(Stored data)

§ §

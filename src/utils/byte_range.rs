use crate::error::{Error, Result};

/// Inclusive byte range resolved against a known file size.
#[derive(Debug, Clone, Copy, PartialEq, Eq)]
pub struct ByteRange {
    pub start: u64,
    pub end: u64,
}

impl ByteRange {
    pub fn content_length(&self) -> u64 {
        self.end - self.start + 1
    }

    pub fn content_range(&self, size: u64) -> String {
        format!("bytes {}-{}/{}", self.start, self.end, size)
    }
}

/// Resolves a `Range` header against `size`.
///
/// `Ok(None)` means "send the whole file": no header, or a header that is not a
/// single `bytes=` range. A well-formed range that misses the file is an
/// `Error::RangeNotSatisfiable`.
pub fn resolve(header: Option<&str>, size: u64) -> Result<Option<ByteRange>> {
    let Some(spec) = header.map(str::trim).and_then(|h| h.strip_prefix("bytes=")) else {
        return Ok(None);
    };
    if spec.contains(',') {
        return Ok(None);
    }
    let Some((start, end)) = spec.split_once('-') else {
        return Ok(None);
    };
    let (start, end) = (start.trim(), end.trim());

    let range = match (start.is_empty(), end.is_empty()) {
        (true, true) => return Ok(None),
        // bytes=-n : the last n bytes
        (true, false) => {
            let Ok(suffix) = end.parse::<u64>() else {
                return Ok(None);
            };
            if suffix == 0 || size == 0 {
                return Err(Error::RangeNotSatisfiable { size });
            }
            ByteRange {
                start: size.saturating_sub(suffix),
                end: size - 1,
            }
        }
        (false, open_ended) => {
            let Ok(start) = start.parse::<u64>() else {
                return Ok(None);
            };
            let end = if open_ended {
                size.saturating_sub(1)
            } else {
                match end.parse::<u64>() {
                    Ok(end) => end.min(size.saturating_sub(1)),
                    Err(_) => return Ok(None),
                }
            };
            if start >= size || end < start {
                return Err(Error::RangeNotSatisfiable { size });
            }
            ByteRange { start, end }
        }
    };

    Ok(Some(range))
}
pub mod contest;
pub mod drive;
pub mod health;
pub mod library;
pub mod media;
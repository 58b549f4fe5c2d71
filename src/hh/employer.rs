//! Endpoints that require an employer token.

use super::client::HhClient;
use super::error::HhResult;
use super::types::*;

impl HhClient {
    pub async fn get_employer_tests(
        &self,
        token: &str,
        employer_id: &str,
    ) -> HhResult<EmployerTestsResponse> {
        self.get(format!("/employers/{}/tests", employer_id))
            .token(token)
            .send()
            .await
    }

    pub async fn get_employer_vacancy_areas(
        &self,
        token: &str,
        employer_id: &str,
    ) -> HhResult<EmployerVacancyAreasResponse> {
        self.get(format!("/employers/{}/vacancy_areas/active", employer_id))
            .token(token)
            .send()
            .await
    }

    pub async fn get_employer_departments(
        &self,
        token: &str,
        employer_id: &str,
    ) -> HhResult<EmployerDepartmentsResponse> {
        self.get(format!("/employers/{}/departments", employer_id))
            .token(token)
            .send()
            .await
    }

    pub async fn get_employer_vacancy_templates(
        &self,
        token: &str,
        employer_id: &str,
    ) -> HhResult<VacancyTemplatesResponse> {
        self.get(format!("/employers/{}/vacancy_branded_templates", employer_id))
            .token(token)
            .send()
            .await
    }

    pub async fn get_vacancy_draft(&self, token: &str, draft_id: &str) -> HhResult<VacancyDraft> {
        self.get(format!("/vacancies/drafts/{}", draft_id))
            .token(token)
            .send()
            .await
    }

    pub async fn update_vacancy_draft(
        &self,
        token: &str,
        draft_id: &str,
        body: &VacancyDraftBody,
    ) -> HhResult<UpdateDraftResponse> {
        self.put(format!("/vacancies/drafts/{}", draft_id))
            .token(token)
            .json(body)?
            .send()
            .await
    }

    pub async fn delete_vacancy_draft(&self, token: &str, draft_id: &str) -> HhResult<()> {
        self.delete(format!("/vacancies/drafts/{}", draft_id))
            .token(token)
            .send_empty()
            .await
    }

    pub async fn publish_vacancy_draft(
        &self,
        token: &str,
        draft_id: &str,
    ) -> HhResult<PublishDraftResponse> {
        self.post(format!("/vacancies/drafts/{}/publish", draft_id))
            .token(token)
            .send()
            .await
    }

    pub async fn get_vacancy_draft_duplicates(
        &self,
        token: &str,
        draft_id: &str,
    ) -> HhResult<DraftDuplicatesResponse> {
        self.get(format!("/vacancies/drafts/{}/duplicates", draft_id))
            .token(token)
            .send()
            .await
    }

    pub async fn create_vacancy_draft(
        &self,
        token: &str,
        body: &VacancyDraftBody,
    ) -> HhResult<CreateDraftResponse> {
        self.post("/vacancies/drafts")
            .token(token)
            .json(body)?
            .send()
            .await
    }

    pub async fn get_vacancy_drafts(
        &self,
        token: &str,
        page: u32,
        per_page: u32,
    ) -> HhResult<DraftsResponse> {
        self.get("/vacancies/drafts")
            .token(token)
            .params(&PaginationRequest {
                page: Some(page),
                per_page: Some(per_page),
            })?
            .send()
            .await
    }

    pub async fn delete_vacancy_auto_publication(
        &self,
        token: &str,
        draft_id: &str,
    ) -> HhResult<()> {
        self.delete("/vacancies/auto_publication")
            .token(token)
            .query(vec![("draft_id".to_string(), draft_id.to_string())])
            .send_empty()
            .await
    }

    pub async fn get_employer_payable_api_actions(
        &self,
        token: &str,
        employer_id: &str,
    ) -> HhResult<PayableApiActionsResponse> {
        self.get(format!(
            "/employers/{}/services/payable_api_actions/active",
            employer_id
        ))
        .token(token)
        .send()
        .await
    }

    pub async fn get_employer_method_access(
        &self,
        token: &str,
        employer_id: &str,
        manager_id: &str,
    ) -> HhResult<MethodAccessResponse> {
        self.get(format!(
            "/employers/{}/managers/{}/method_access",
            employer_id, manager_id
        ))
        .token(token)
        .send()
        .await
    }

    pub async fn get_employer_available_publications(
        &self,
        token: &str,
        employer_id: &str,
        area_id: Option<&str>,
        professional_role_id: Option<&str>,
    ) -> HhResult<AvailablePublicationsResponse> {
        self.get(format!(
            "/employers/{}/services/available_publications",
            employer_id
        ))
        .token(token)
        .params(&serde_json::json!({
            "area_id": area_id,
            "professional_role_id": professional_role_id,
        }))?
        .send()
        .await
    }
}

§ §

** WORK TASK **
Going through the records above, state how many lines carry "employers", with no other text.

** EXERCISE SOLUTION **
7